2. carrying out validity check on data in the structural body of the target data;

3. and carrying out validity check on the signature carried in the request.

The signature is a private signature of the requester, and when the signature of the requester is verified, the request is legal, and then the target data can be stored.

Step 230: and packaging the hash pointer into a transaction for the blockchain, and sending the transaction to a blockchain blocknode device.

Step 240: and the block node equipment of the block chain responds to the transaction and stores and verifies the hash pointer of the target data.

Thus, the requester needs the target data of the uplink certificate to be completed.
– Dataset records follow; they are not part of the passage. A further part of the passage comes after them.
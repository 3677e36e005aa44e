use std::fs;

use common::config::{AssessmentConfig, Stage};
use detector::testing::FakeCluster;
use detector::{DetectionSettings, DetectorError, IdleTopicDetector, ReportWriter};

#[tokio::test]
async fn test_detection_run_writes_sorted_report() {
    let cluster = FakeCluster::new()
        .with_topic("orders", 3)
        .with_topic("audit", 1)
        .with_topic("payments", 2)
        .with_committed_offset("billing", "payments", 0, 17)
        .with_topic("tmp_scratch", 1);

    let config = AssessmentConfig {
        idle_minutes: 30,
        hide_topic_prefixes: "tmp_".into(),
        ..Default::default()
    };
    let settings = DetectionSettings::from_config(&config).unwrap();

    let report = IdleTopicDetector::new(cluster, settings)
        .run()
        .await
        .unwrap();

    let dir = tempfile::tempdir().unwrap();
    let path = dir.path().join("idleTopics.txt");
    let written = ReportWriter::new(&path).write(&report.candidates).unwrap();

    assert_eq!(written, path.canonicalize().unwrap());
    assert_eq!(fs::read_to_string(&path).unwrap(), "audit\norders\n");
    assert_eq!(report.partition_count, 4);
}

#[tokio::test]
async fn test_failed_lookup_aborts_run() {
    let cluster = FakeCluster::new()
        .with_topic("orders", 1)
        .failing_lookups("orders", 0, 1);
    let config = AssessmentConfig {
        idle_minutes: 30,
        skip: vec![Stage::Production, Stage::Consumption],
        ..Default::default()
    };
    let settings = DetectionSettings::from_config(&config).unwrap();

    let result = IdleTopicDetector::new(cluster, settings).run().await;

    match result {
        Err(DetectorError::PartitionLookup {
            topic,
            partition,
            attempts,
            ..
        }) => {
            assert_eq!(topic, "orders");
            assert_eq!(partition, 0);
            assert_eq!(attempts, 1);
        }
        other => panic!("expected a partition lookup failure, got {other:?}"),
    }
}
use async_trait::async_trait;
use chrono::{DateTime, Utc};
use sqlx::sqlite::SqliteRow;
use sqlx::{Row, SqliteConnection};

use crate::domain::{
    Account, AccountId, BalanceDrift, CreateTransferParams, Currency, Entry, EntryId,
    IntegrityStats, MinorUnits, Transfer, TransferId,
};

use super::StoreError;

/// Page size used when a listing does not ask for one.
pub const DEFAULT_PAGE_SIZE: i64 = 100;

/// SQLite treats a negative LIMIT as no upper bound.
pub const NO_LIMIT: i64 = -1;

#[derive(Debug, Clone)]
pub struct CreateAccountParams {
    pub owner: String,
    pub balance: MinorUnits,
    pub currency: Currency,
}

#[derive(Debug, Clone, Copy)]
pub struct CreateEntryParams {
    pub account_id: AccountId,
    pub amount: MinorUnits,
}

#[derive(Debug, Clone, Copy)]
pub struct AddAccountBalanceParams {
    pub id: AccountId,
    pub amount: MinorUnits,
}

#[derive(Debug, Clone)]
pub struct ListAccountsParams {
    pub owner: Option<String>,
    pub limit: i64,
    pub offset: i64,
}

impl Default for ListAccountsParams {
    fn default() -> Self {
        Self {
            owner: None,
            limit: DEFAULT_PAGE_SIZE,
            offset: 0,
        }
    }
}

#[derive(Debug, Clone, Copy)]
pub struct ListEntriesParams {
    pub account_id: AccountId,
    pub limit: i64,
    pub offset: i64,
}

impl ListEntriesParams {
    pub fn for_account(account_id: AccountId) -> Self {
        Self {
            account_id,
            limit: DEFAULT_PAGE_SIZE,
            offset: 0,
        }
    }
}

/// Filter for listing transfers. A `None` side matches any account.
#[derive(Debug, Clone, Copy)]
pub struct ListTransfersParams {
    pub from_account_id: Option<AccountId>,
    pub to_account_id: Option<AccountId>,
    pub limit: i64,
    pub offset: i64,
}

impl Default for ListTransfersParams {
    fn default() -> Self {
        Self {
            from_account_id: None,
            to_account_id: None,
            limit: DEFAULT_PAGE_SIZE,
            offset: 0,
        }
    }
}

/// The row operations a money transfer needs.
///
/// Implemented by [`Queries`]; the transfer orchestrator only depends on this
/// trait, which keeps it testable with wrapping doubles.
#[async_trait]
pub trait LedgerStore: Send {
    async fn create_transfer(
        &mut self,
        params: CreateTransferParams,
    ) -> Result<Transfer, StoreError>;

    async fn create_entry(&mut self, params: CreateEntryParams) -> Result<Entry, StoreError>;

    /// Increment the balance in place and return the updated row.
    async fn add_account_balance(
        &mut self,
        params: AddAccountBalanceParams,
    ) -> Result<Account, StoreError>;
}

/// Row operations on accounts, entries and transfers, bound to a single
/// connection. Inside [`Store::exec_tx`](super::Store::exec_tx) that connection
/// is the open transaction.
pub struct Queries<'c> {
    conn: &'c mut SqliteConnection,
}

impl<'c> Queries<'c> {
    pub fn new(conn: &'c mut SqliteConnection) -> Self {
        Self { conn }
    }

    /// The underlying connection, for statements not covered here.
    pub fn connection(&mut self) -> &mut SqliteConnection {
        &mut *self.conn
    }

    // ========================
    // Account operations
    // ========================

    pub async fn create_account(&mut self, params: CreateAccountParams) -> Result<Account, StoreError> {
        let row = sqlx::query(
            r#"
            INSERT INTO accounts (owner, balance, currency, created_at)
            VALUES (?, ?, ?, ?)
            RETURNING id, owner, balance, currency, created_at
            "#,
        )
        .bind(&params.owner)
        .bind(params.balance)
        .bind(params.currency.as_str())
        .bind(Utc::now().to_rfc3339())
        .fetch_one(&mut *self.conn)
        .await
        .map_err(|e| StoreError::from_sqlx("create_account", e))?;

        row_to_account(&row)
    }

    pub async fn get_account(&mut self, id: AccountId) -> Result<Account, StoreError> {
        let row = sqlx::query(
            r#"
            SELECT id, owner, balance, currency, created_at
            FROM accounts
            WHERE id = ?
            "#,
        )
        .bind(id)
        .fetch_optional(&mut *self.conn)
        .await
        .map_err(|e| StoreError::from_sqlx("get_account", e))?;

        match row {
            Some(row) => row_to_account(&row),
            None => Err(StoreError::not_found("account", id)),
        }
    }

    /// List accounts ordered by id, optionally restricted to one owner.
    pub async fn list_accounts(
        &mut self,
        params: ListAccountsParams,
    ) -> Result<Vec<Account>, StoreError> {
        let rows = sqlx::query(
            r#"
            SELECT id, owner, balance, currency, created_at
            FROM accounts
            WHERE (? IS NULL OR owner = ?)
            ORDER BY id
            LIMIT ? OFFSET ?
            "#,
        )
        .bind(params.owner.as_deref())
        .bind(params.owner.as_deref())
        .bind(params.limit)
        .bind(params.offset)
        .fetch_all(&mut *self.conn)
        .await
        .map_err(|e| StoreError::from_sqlx("list_accounts", e))?;

        rows.iter().map(row_to_account).collect()
    }

    /// Atomically add `amount` to the balance. The arithmetic happens inside the
    /// UPDATE, so concurrent callers never overwrite each other's changes.
    pub async fn add_account_balance(
        &mut self,
        params: AddAccountBalanceParams,
    ) -> Result<Account, StoreError> {
        let row = sqlx::query(
            r#"
            UPDATE accounts
            SET balance = balance + ?
            WHERE id = ?
            RETURNING id, owner, balance, currency, created_at
            "#,
        )
        .bind(params.amount)
        .bind(params.id)
        .fetch_optional(&mut *self.conn)
        .await
        .map_err(|e| StoreError::from_sqlx("add_account_balance", e))?;

        match row {
            Some(row) => row_to_account(&row),
            None => Err(StoreError::not_found("account", params.id)),
        }
    }

    // ========================
    // Entry operations
    // ========================

    pub async fn create_entry(&mut self, params: CreateEntryParams) -> Result<Entry, StoreError> {
        let row = sqlx::query(
            r#"
            INSERT INTO entries (account_id, amount, created_at)
            VALUES (?, ?, ?)
            RETURNING id, account_id, amount, created_at
            "#,
        )
        .bind(params.account_id)
        .bind(params.amount)
        .bind(Utc::now().to_rfc3339())
        .fetch_one(&mut *self.conn)
        .await
        .map_err(|e| StoreError::from_sqlx("create_entry", e))?;

        row_to_entry(&row)
    }

    pub async fn get_entry(&mut self, id: EntryId) -> Result<Entry, StoreError> {
        let row = sqlx::query("SELECT id, account_id, amount, created_at FROM entries WHERE id = ?")
            .bind(id)
            .fetch_optional(&mut *self.conn)
            .await
            .map_err(|e| StoreError::from_sqlx("get_entry", e))?;

        match row {
            Some(row) => row_to_entry(&row),
            None => Err(StoreError::not_found("entry", id)),
        }
    }

    pub async fn list_entries(&mut self, params: ListEntriesParams) -> Result<Vec<Entry>, StoreError> {
        let rows = sqlx::query(
            r#"
            SELECT id, account_id, amount, created_at
            FROM entries
            WHERE account_id = ?
            ORDER BY id
            LIMIT ? OFFSET ?
            "#,
        )
        .bind(params.account_id)
        .bind(params.limit)
        .bind(params.offset)
        .fetch_all(&mut *self.conn)
        .await
        .map_err(|e| StoreError::from_sqlx("list_entries", e))?;

        rows.iter().map(row_to_entry).collect()
    }

    // ========================
    // Transfer operations
    // ========================

    pub async fn create_transfer(
        &mut self,
        params: CreateTransferParams,
    ) -> Result<Transfer, StoreError> {
        if params.amount <= 0 {
            return Err(StoreError::Validation(format!(
                "transfer amount must be positive, got {}",
                params.amount
            )));
        }

        let row = sqlx::query(
            r#"
            INSERT INTO transfers (from_account_id, to_account_id, amount, created_at)
            VALUES (?, ?, ?, ?)
            RETURNING id, from_account_id, to_account_id, amount, created_at
            "#,
        )
        .bind(params.from_account_id)
        .bind(params.to_account_id)
        .bind(params.amount)
        .bind(Utc::now().to_rfc3339())
        .fetch_one(&mut *self.conn)
        .await
        .map_err(|e| StoreError::from_sqlx("create_transfer", e))?;

        row_to_transfer(&row)
    }

    pub async fn get_transfer(&mut self, id: TransferId) -> Result<Transfer, StoreError> {
        let row = sqlx::query(
            r#"
            SELECT id, from_account_id, to_account_id, amount, created_at
            FROM transfers
            WHERE id = ?
            "#,
        )
        .bind(id)
        .fetch_optional(&mut *self.conn)
        .await
        .map_err(|e| StoreError::from_sqlx("get_transfer", e))?;

        match row {
            Some(row) => row_to_transfer(&row),
            None => Err(StoreError::not_found("transfer", id)),
        }
    }

    pub async fn list_transfers(
        &mut self,
        params: ListTransfersParams,
    ) -> Result<Vec<Transfer>, StoreError> {
        let rows = sqlx::query(
            r#"
            SELECT id, from_account_id, to_account_id, amount, created_at
            FROM transfers
            WHERE (? IS NULL OR from_account_id = ?)
              AND (? IS NULL OR to_account_id = ?)
            ORDER BY id
            LIMIT ? OFFSET ?
            "#,
        )
        .bind(params.from_account_id)
        .bind(params.from_account_id)
        .bind(params.to_account_id)
        .bind(params.to_account_id)
        .bind(params.limit)
        .bind(params.offset)
        .fetch_all(&mut *self.conn)
        .await
        .map_err(|e| StoreError::from_sqlx("list_transfers", e))?;

        rows.iter().map(row_to_transfer).collect()
    }

    // ========================
    // Integrity
    // ========================

    /// Gather the figures used to verify the ledger invariants.
    pub async fn integrity_stats(&mut self) -> Result<IntegrityStats, StoreError> {
        let totals = sqlx::query(
            r#"
            SELECT
                (SELECT COUNT(*) FROM accounts) AS account_count,
                (SELECT COUNT(*) FROM entries) AS entry_count,
                (SELECT COUNT(*) FROM transfers) AS transfer_count,
                (SELECT COALESCE(SUM(balance), 0) FROM accounts) AS total_balance,
                (SELECT COALESCE(SUM(amount), 0) FROM entries) AS total_entries,
                (SELECT COALESCE(SUM(amount), 0) FROM transfers) AS total_transferred,
                (SELECT COUNT(*) FROM transfers WHERE amount <= 0) AS invalid_amounts,
                (SELECT COUNT(*) FROM entries e
                    WHERE NOT EXISTS (SELECT 1 FROM accounts a WHERE a.id = e.account_id))
                + (SELECT COUNT(*) FROM transfers t
                    WHERE NOT EXISTS (SELECT 1 FROM accounts a WHERE a.id = t.from_account_id)
                       OR NOT EXISTS (SELECT 1 FROM accounts a WHERE a.id = t.to_account_id))
                    AS dangling
            "#,
        )
        .fetch_one(&mut *self.conn)
        .await
        .map_err(|e| StoreError::from_sqlx("integrity_stats", e))?;

        let drift_rows = sqlx::query(
            r#"
            SELECT a.id AS account_id, a.balance AS balance, COALESCE(SUM(e.amount), 0) AS entry_total
            FROM accounts a
            LEFT JOIN entries e ON e.account_id = a.id
            GROUP BY a.id, a.balance
            HAVING a.balance != COALESCE(SUM(e.amount), 0)
            ORDER BY a.id
            "#,
        )
        .fetch_all(&mut *self.conn)
        .await
        .map_err(|e| StoreError::from_sqlx("integrity_drift", e))?;

        let drifted_accounts = drift_rows
            .iter()
            .map(|row| {
                Ok(BalanceDrift {
                    account_id: row.try_get("account_id").map_err(decode_err)?,
                    balance: row.try_get("balance").map_err(decode_err)?,
                    entry_total: row.try_get("entry_total").map_err(decode_err)?,
                })
            })
            .collect::<Result<Vec<_>, StoreError>>()?;

        Ok(IntegrityStats {
            account_count: totals.try_get("account_count").map_err(decode_err)?,
            entry_count: totals.try_get("entry_count").map_err(decode_err)?,
            transfer_count: totals.try_get("transfer_count").map_err(decode_err)?,
            total_balance: totals.try_get("total_balance").map_err(decode_err)?,
            total_entries: totals.try_get("total_entries").map_err(decode_err)?,
            total_transferred: totals.try_get("total_transferred").map_err(decode_err)?,
            drifted_accounts,
            invalid_transfer_amounts: totals.try_get("invalid_amounts").map_err(decode_err)?,
            dangling_references: totals.try_get("dangling").map_err(decode_err)?,
        })
    }
}

#[async_trait]
impl<'c> LedgerStore for Queries<'c> {
    async fn create_transfer(
        &mut self,
        params: CreateTransferParams,
    ) -> Result<Transfer, StoreError> {
        Queries::create_transfer(self, params).await
    }

    async fn create_entry(&mut self, params: CreateEntryParams) -> Result<Entry, StoreError> {
        Queries::create_entry(self, params).await
    }

    async fn add_account_balance(
        &mut self,
        params: AddAccountBalanceParams,
    ) -> Result<Account, StoreError> {
        Queries::add_account_balance(self, params).await
    }
}

fn decode_err(err: sqlx::Error) -> StoreError {
    StoreError::from_sqlx("decode_row", err)
}

fn parse_timestamp(value: &str) -> Result<DateTime<Utc>, StoreError> {
    DateTime::parse_from_rfc3339(value)
        .map(|dt| dt.with_timezone(&Utc))
        .map_err(|e| decode_err(sqlx::Error::Decode(Box::new(e))))
}

fn row_to_account(row: &SqliteRow) -> Result<Account, StoreError> {
    let currency_code: String = row.try_get("currency").map_err(decode_err)?;
    let created_at: String = row.try_get("created_at").map_err(decode_err)?;

    Ok(Account {
        id: row.try_get("id").map_err(decode_err)?,
        owner: row.try_get("owner").map_err(decode_err)?,
        balance: row.try_get("balance").map_err(decode_err)?,
        currency: Currency::from_code(&currency_code).ok_or_else(|| {
            decode_err(sqlx::Error::Decode(
                format!("Invalid currency code: {}", currency_code).into(),
            ))
        })?,
        created_at: parse_timestamp(&created_at)?,
    })
}

fn row_to_entry(row: &SqliteRow) -> Result<Entry, StoreError> {
    let created_at: String = row.try_get("created_at").map_err(decode_err)?;

    Ok(Entry {
        id: row.try_get("id").map_err(decode_err)?,
        account_id: row.try_get("account_id").map_err(decode_err)?,
        amount: row.try_get("amount").map_err(decode_err)?,
        created_at: parse_timestamp(&created_at)?,
    })
}

fn row_to_transfer(row: &SqliteRow) -> Result<Transfer, StoreError> {
    let created_at: String = row.try_get("created_at").map_err(decode_err)?;

    Ok(Transfer {
        id: row.try_get("id").map_err(decode_err)?,
        from_account_id: row.try_get("from_account_id").map_err(decode_err)?,
        to_account_id: row.try_get("to_account_id").map_err(decode_err)?,
        amount: row.try_get("amount").map_err(decode_err)?,
        created_at: parse_timestamp(&created_at)?,
    })
}
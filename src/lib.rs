pub mod application;
pub mod cli;
pub mod config;
pub mod domain;
pub mod io;
pub mod logging;
pub mod storage;

pub use domain::*;
pub use storage::{Store, StoreError};
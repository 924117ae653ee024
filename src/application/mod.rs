// Application layer - caller-side use cases on top of the transfer engine.
// Resolves accounts, applies caller policy (currency checks) and maps
// engine errors for the CLI.

pub mod error;
mod service;

pub use error::*;
pub use service::*;
use anyhow::Result;
use clap::Parser;
use simplebank::cli::Cli;
use simplebank::logging::init_logging;

#[tokio::main]
async fn main() -> Result<()> {
    let cli = Cli::parse();
    init_logging(&cli.log);
    cli.run().await
}
use thiserror::Error;

use crate::domain::{AccountId, Currency, EntryId, MinorUnits, TransferId};
use crate::storage::StoreError;

#[derive(Error, Debug)]
pub enum AppError {
    #[error("Account not found: {0}")]
    AccountNotFound(AccountId),

    #[error("Transfer not found: {0}")]
    TransferNotFound(TransferId),

    #[error("Entry not found: {0}")]
    EntryNotFound(EntryId),

    #[error("Account {account_id} currency mismatch: {actual} vs {expected}")]
    CurrencyMismatch {
        account_id: AccountId,
        expected: Currency,
        actual: Currency,
    },

    #[error("Unsupported currency: {0}")]
    UnknownCurrency(String),

    #[error("Invalid amount: {0}")]
    InvalidAmount(MinorUnits),

    #[error(transparent)]
    Store(#[from] StoreError),

    #[error("Database error: {0}")]
    Database(#[from] anyhow::Error),
}

impl AppError {
    /// True when the failed operation can be attempted again unchanged.
    pub fn is_retryable(&self) -> bool {
        matches!(self, AppError::Store(err) if err.is_retryable())
    }
}
use std::str::FromStr;
use std::time::Duration;

use anyhow::{Context, Result};
use futures::future::BoxFuture;
use sqlx::pool::PoolConnection;
use sqlx::sqlite::{SqliteConnectOptions, SqliteJournalMode, SqlitePool, SqlitePoolOptions};
use sqlx::Sqlite;
use tracing::{debug, error, info, instrument};

use crate::config::DatabaseConfig;
use crate::domain::{
    Account, AccountId, Entry, EntryId, IntegrityStats, Transfer, TransferId,
};

use super::{
    CreateAccountParams, CreateEntryParams, ListAccountsParams, ListEntriesParams,
    ListTransfersParams, Queries, StoreError, TxContext, MIGRATION_001_INITIAL,
};

/// Owns the connection pool and runs units of work inside transactions.
#[derive(Clone)]
pub struct Store {
    pool: SqlitePool,
    tx_timeout: Option<Duration>,
}

impl Store {
    /// Create a store over an existing pool.
    pub fn new(pool: SqlitePool) -> Self {
        Self {
            pool,
            tx_timeout: None,
        }
    }

    /// Abort every transaction started through [`Store::context`] after `timeout`.
    pub fn with_tx_timeout(mut self, timeout: Option<Duration>) -> Self {
        self.tx_timeout = timeout;
        self
    }

    /// Open a pool for the configured database.
    pub async fn connect(config: &DatabaseConfig, create_if_missing: bool) -> Result<Self> {
        let options = if config.database.starts_with("sqlite:") {
            SqliteConnectOptions::from_str(&config.database)
                .with_context(|| format!("Invalid database URL: {}", config.database))?
        } else {
            SqliteConnectOptions::new().filename(&config.database)
        };

        let options = options
            .create_if_missing(create_if_missing)
            .journal_mode(SqliteJournalMode::Wal)
            .foreign_keys(true)
            .busy_timeout(config.busy_timeout());

        let pool = SqlitePoolOptions::new()
            .max_connections(config.max_connections)
            .acquire_timeout(config.acquire_timeout())
            .connect_with(options)
            .await
            .context("Failed to connect to database")?;

        info!(database = %config.database, max_connections = config.max_connections, "connection pool established");
        Ok(Self::new(pool).with_tx_timeout(config.tx_timeout()))
    }

    /// Run database migrations.
    pub async fn migrate(&self) -> Result<()> {
        sqlx::query(MIGRATION_001_INITIAL)
            .execute(&self.pool)
            .await
            .context("Failed to run migration 001")?;

        debug!("migrations applied");
        Ok(())
    }

    /// Initialize a database (connect + migrate), creating the file if needed.
    pub async fn init(config: &DatabaseConfig) -> Result<Self> {
        let store = Self::connect(config, true).await?;
        store.migrate().await?;
        Ok(store)
    }

    pub fn pool(&self) -> &SqlitePool {
        &self.pool
    }

    /// A fresh context carrying the configured transaction timeout.
    pub fn context(&self) -> TxContext {
        match self.tx_timeout {
            Some(timeout) => TxContext::new().with_timeout(timeout),
            None => TxContext::new(),
        }
    }

    /// Run `work` inside a single transaction.
    ///
    /// The transaction is committed when `work` succeeds and rolled back when it
    /// fails, is cancelled or times out. A failed rollback is reported together
    /// with the error that triggered it. Exactly one of commit and rollback is
    /// issued for every transaction opened here.
    ///
    /// The context's cancellation and timeout cover waiting for a connection
    /// and running `work`. Once commit is issued it runs to completion: an
    /// interrupted commit would leave the outcome unknown.
    #[instrument(level = "debug", skip_all)]
    pub async fn exec_tx<T, F>(&self, ctx: &TxContext, work: F) -> Result<T, StoreError>
    where
        T: Send,
        F: for<'c> FnOnce(&'c mut Queries<'_>) -> BoxFuture<'c, Result<T, StoreError>> + Send,
    {
        if ctx.is_cancelled() {
            return Err(StoreError::Cancelled);
        }

        let deadline = ctx.deadline();
        let mut tx = ctx
            .run_until(deadline, async {
                self.pool
                    .begin()
                    .await
                    .map_err(|e| StoreError::from_sqlx("begin", e))
            })
            .await?;
        debug!("transaction started");

        let outcome = {
            let mut queries = Queries::new(&mut tx);
            ctx.run_until(deadline, work(&mut queries)).await
        };

        match outcome {
            Ok(value) => {
                tx.commit().await.map_err(StoreError::Commit)?;
                debug!("transaction committed");
                Ok(value)
            }
            Err(err) => {
                if let Err(rollback) = tx.rollback().await {
                    error!(error = %err, rollback_error = %rollback, "rollback failed");
                    return Err(StoreError::Rollback {
                        source: Box::new(err),
                        rollback,
                    });
                }
                debug!(error = %err, "transaction rolled back");
                Err(err)
            }
        }
    }

    async fn acquire(&self) -> Result<PoolConnection<Sqlite>, StoreError> {
        self.pool
            .acquire()
            .await
            .map_err(|e| StoreError::from_sqlx("acquire", e))
    }

    // ========================
    // Account operations
    // ========================

    /// Create an account. A non-zero opening balance is recorded as the account's
    /// first entry in the same transaction, so balance and entries agree from
    /// the start.
    pub async fn create_account(&self, params: CreateAccountParams) -> Result<Account, StoreError> {
        let ctx = self.context();
        self.exec_tx(&ctx, move |q| {
            Box::pin(async move {
                let account = q.create_account(params).await?;
                if account.balance != 0 {
                    q.create_entry(CreateEntryParams {
                        account_id: account.id,
                        amount: account.balance,
                    })
                    .await?;
                }
                Ok(account)
            })
        })
        .await
    }

    pub async fn get_account(&self, id: AccountId) -> Result<Account, StoreError> {
        let mut conn = self.acquire().await?;
        Queries::new(&mut conn).get_account(id).await
    }

    pub async fn list_accounts(&self, params: ListAccountsParams) -> Result<Vec<Account>, StoreError> {
        let mut conn = self.acquire().await?;
        Queries::new(&mut conn).list_accounts(params).await
    }

    // ========================
    // Entry operations
    // ========================

    pub async fn get_entry(&self, id: EntryId) -> Result<Entry, StoreError> {
        let mut conn = self.acquire().await?;
        Queries::new(&mut conn).get_entry(id).await
    }

    pub async fn list_entries(&self, params: ListEntriesParams) -> Result<Vec<Entry>, StoreError> {
        let mut conn = self.acquire().await?;
        Queries::new(&mut conn).list_entries(params).await
    }

    // ========================
    // Transfer operations
    // ========================

    pub async fn get_transfer(&self, id: TransferId) -> Result<Transfer, StoreError> {
        let mut conn = self.acquire().await?;
        Queries::new(&mut conn).get_transfer(id).await
    }

    pub async fn list_transfers(
        &self,
        params: ListTransfersParams,
    ) -> Result<Vec<Transfer>, StoreError> {
        let mut conn = self.acquire().await?;
        Queries::new(&mut conn).list_transfers(params).await
    }

    // ========================
    // Integrity
    // ========================

    /// Figures for an integrity check, read from one consistent snapshot.
    pub async fn integrity_stats(&self) -> Result<IntegrityStats, StoreError> {
        let ctx = TxContext::new();
        self.exec_tx(&ctx, |q| Box::pin(async move { q.integrity_stats().await }))
            .await
    }
}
As shown in fig. 4, the present embodiment replaces the target data stored in the block body (the target data stored in the conventional block body shown on the left side of fig. 4) with the corresponding hash pointer (the hash pointer of the target data stored in the block body of the present embodiment shown on the right side of fig. 4); the data size of the hash pointer relative to the target data is greatly reduced, so that the size of the block can be greatly reduced.

It should be noted here that, since the hash pointer is stored in the block, how to ensure that the block chain is trusted?

Based on the characteristic of global uniqueness of the hash pointer, the hash pointer of the block chain certificate is not falsifiable; the hash pointers have a one-to-one correspondence relationship with the original target data; therefore, the original target data corresponding to the hash pointer of the blockchain certificate can be determined as long as the hash value obtained by performing the hash calculation on the target data in the distributed storage system again is consistent with the hash pointer of the blockchain certificate.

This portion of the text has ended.